A young Puritan woman travels to the New World with her unwanted new husband. Alan Turing, the renowned mathematician and code breaker, writes letters to his best friend's mother. A Jewish refugee and professor of computer science struggles to reconnect with his increasingly detached wife. An isolated and traumatized young girl exchanges messages with an intelligent software program. A former Silicon Valley Wunderkind is imprisoned for creating illegal lifelike dolls.
Each of these characters is attempting to communicate across gaps to estranged spouses, lost friends, future readers, or a computer program that may or may not understand them. In dazzling and electrifying prose, Louisa Hall explores how the chasm between computer and human is shrinking rapidly with today's technological advances and how that echoes the gaps that exist between ordinary people. Though each speaks from a distinct place and moment in time, all five characters share the need to express themselves while simultaneously wondering if they will ever be heard, or understood.
And there you have the rather long blurb. However, given the nature of the book, I think it is justified. There are five distinct narrative voices that spool through the book, giving their own experiences, reaching from the past with Mary's account of the long Atlantic crossing and Alan Turing's moving letters, to the future inventor of the babybots, reflecting on his experiences. However this isn't, is a foot-to-the-floor, adrenaline-fueled adventure. What it does is reflect upon the issue of voice, who is heard and continues to be heard and what it means to communicate.
It's no accident that the two historical voices are from marginalized groups -- one a young Puritan woman and the other a homosexual in post-war Britain when people born with such sexual preferences were officially outlawed and disgraced. Both accounts are moving and I found Turing's letters very poignant, given that I knew before I started the book what his fate would be.

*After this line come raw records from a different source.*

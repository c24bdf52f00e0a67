use serde::{Deserialize, Serialize};
use uuid::Uuid;

use crate::money::Money;

/// unique identifier for a ledger record
pub type RecordId = Uuid;

/// fee category of a ledger record
#[derive(Debug, Clone, Copy, PartialEq, Eq, Hash, Serialize, Deserialize)]
#[serde(rename_all = "lowercase")]
pub enum FeeType {
    College,
    Transport,
    Hostel,
    Placement,
    Other,
}

impl FeeType {
    /// the four categories that carry annual rates, opt flags and due counters
    pub const BILLABLE: [FeeType; 4] = [
        FeeType::College,
        FeeType::Transport,
        FeeType::Hostel,
        FeeType::Placement,
    ];

    /// whether this category is tracked by the student's counters
    pub fn is_billable(&self) -> bool {
        !matches!(self, FeeType::Other)
    }
}

/// enrollment quota determining where the college rate comes from
#[derive(Debug, Clone, Copy, PartialEq, Eq, Serialize, Deserialize)]
#[serde(rename_all = "lowercase")]
pub enum Quota {
    /// subsidised rate taken from the system-wide default
    Government,
    /// individually assigned rate
    Management,
}

/// how the student entered the programme
#[derive(Debug, Clone, Copy, PartialEq, Eq, Serialize, Deserialize)]
#[serde(rename_all = "lowercase")]
pub enum EntryMode {
    Regular,
    Lateral,
}

/// academic lifecycle status
#[derive(Debug, Clone, Copy, PartialEq, Eq, Serialize, Deserialize)]
#[serde(rename_all = "lowercase")]
pub enum AcademicStatus {
    Active,
    Detained,
    Graduated,
    Dropout,
}

/// settlement status of a single ledger record
#[derive(Debug, Clone, Copy, PartialEq, Eq, Serialize, Deserialize)]
#[serde(rename_all = "lowercase")]
pub enum RecordStatus {
    Pending,
    Partial,
    Paid,
}

impl RecordStatus {
    /// derive status from the due/paid pair; total over non-negative inputs
    pub fn derive(amount_due: Money, amount_paid: Money) -> Self {
        if amount_paid >= amount_due {
            RecordStatus::Paid
        } else if amount_paid.is_positive() {
            RecordStatus::Partial
        } else {
            RecordStatus::Pending
        }
    }
}

/// semester pair covered by an academic year
pub fn semesters_of(year: u8) -> (u8, u8) {
    (year * 2 - 1, year * 2)
}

It is a very neat plot twist -- to bind up the voices and slices of people's history inside a discarded AI, struggling to conserve her battery as she is stored in a warehouse with other bots for the crime of being too lifelike. I have a feeling this book is one that will stay with me for a long time -- after all, what will be our legacy, those of us who have gone, now we no longer write down our feelings and emotions on paper, but instead, consign them to our computers.